I think you shouldn't make a move, she's in a relationship and it's a scumbag move. If you think that she's interested leave it with a "if you and ____ ever break up let me know, I'd love to take you out to dinner". Then let HER be the bad guy, not you. Also keep in mind that all relationships have bad days, those days when shes telling you that they may break up might be jus after a fight or something.
That makes sense Sara, thanks for the response. It's just ... SHE'S FEELING ME I KNOW IT! Way more than her boyfriend, ugh. She's told me that her life's a mess and given me a look like she needed me. Every time we talk on the phone we both put on the girlfriend / boyfriend voice and the goodbye always sounds almost painful on both sides. I dunno why she isn't going after what she wants, but I have some ideas. I don't know if she has some secrets that she thinks will make me lose interest, or she thinks her family and I won't mesh well together (I'm great with most moms but I'm not sure about Latina moms), or she's worried about losing friends because they're shared with her and her BF, but it drives me crazy thinking about how it would be if we were only thinking about each other. She's already seen my intelligent side and how easy academic stuff comes to me, and I want to show her my physical acuity which I think might be more impressive than my brains but she won't hang out with any guys other than her boyfriend's friends so I won't get the chance. Have any of you had experience with love across cultural barriers? I'm totally fascinated by her and even offered to just be her friend so I could get to know her better but she wasn't having it. Obviously I need to get over it but according to Murphy as soon as I do she's going to become available, so I hesitate to start pursuing other options. I'm so bored by other girls and don't want any part of them, she fucking ruined me dudes... lol My rational side is telling me I'll recover but it doesn't feel like that right now. I'm starting to qualify as a hopeless romantic which I don't want, but nothing else feels right. This shit is raw.

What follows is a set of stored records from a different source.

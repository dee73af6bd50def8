use anyhow::Context as _;
use certcrab::reinvoke::LambdaReinvoker;
use certcrab::report::{HttpCallback, ResultReporter};
use certcrab::services::AwsServices;
use certcrab::{Config, CustomResourceEvent, InvocationBudget, Provisioner, Shared};
use is_terminal::IsTerminal;
use lambda_runtime::{service_fn, LambdaEvent};
use serde_json::Value;
use std::sync::Arc;
use tracing_subscriber::{layer::SubscriberExt, util::SubscriberInitExt};

/// Process-wide state reused by every invocation.
struct AppState {
    config: Shared,
    sdk_config: aws_config::SdkConfig,
    lambda_client: aws_sdk_lambda::Client,
    callback: HttpCallback,
}

#[tokio::main]
async fn main() -> Result<(), lambda_runtime::Error> {
    tracing_init();

    let config = Config::from_env().context("loading configuration")?;
    tracing::debug!("configuration: {config:?}");
    let sdk_config = aws_config::load_defaults(aws_config::BehaviorVersion::latest()).await;
    let state = AppState {
        lambda_client: aws_sdk_lambda::Client::new(&sdk_config),
        callback: HttpCallback::new(config.callback_timeout)
            .context("building callback client")?,
        config: Arc::new(config),
        sdk_config,
    };

    let state = &state;
    lambda_runtime::run(service_fn(move |event: LambdaEvent<Value>| async move {
        handle_request(state, event).await
    }))
    .await
}

async fn handle_request(
    state: &AppState,
    event: LambdaEvent<Value>,
) -> Result<Value, lambda_runtime::Error> {
    let LambdaEvent { payload, context } = event;
    // Without a parsed event there's no response URL to report to, so this is the one
    // failure handed back to the Lambda runtime.
    let event: CustomResourceEvent = serde_json::from_value(payload)?;
    tracing::info!(
        "{:?} {} ({}) in invocation {}",
        event.request_type,
        event.logical_resource_id,
        event.request_id,
        context.request_id
    );

    let budget = InvocationBudget::from_epoch_millis(context.deadline, state.config.safety_margin);
    let provisioner = Provisioner::new(
        state.config.clone(),
        Arc::new(AwsServices::new(state.sdk_config.clone())),
        Arc::new(LambdaReinvoker::new(
            state.lambda_client.clone(),
            context.invoked_function_arn.clone(),
        )),
        ResultReporter::new(Arc::new(state.callback.clone())),
    );
    let outcome = provisioner.handle(&event, &budget).await;
    Ok(serde_json::to_value(outcome)?)
}

fn tracing_init() {
    let filter = tracing_subscriber::EnvFilter::try_from_default_env()
        .unwrap_or_else(|_| "certcrab=info".into());
    let registry = tracing_subscriber::registry().with(filter);
    if std::io::stdout().is_terminal() {
        registry.with(tracing_subscriber::fmt::layer()).init();
    } else {
        // CloudWatch: one JSON object per line, no ANSI colours.
        registry
            .with(
                tracing_subscriber::fmt::layer()
                    .json()
                    .with_ansi(false)
                    .with_current_span(false),
            )
            .init();
    }
}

I had that for a bit with this girl, she said non-stop how much she loved me and such, how we're BFF's. She'd ask me on dates sometimes, and usually when her boyfriend would go to his friends, she'd come to find me. I helped her try to stop smoking, start attending more classes, become 'better' and she had this boyfriend she'd always vent to me about. Anyway, It's best to just stay close for now. If they break up then you'll be there and you know how to take the ace. Right now will get a ton of extra drama on your ass.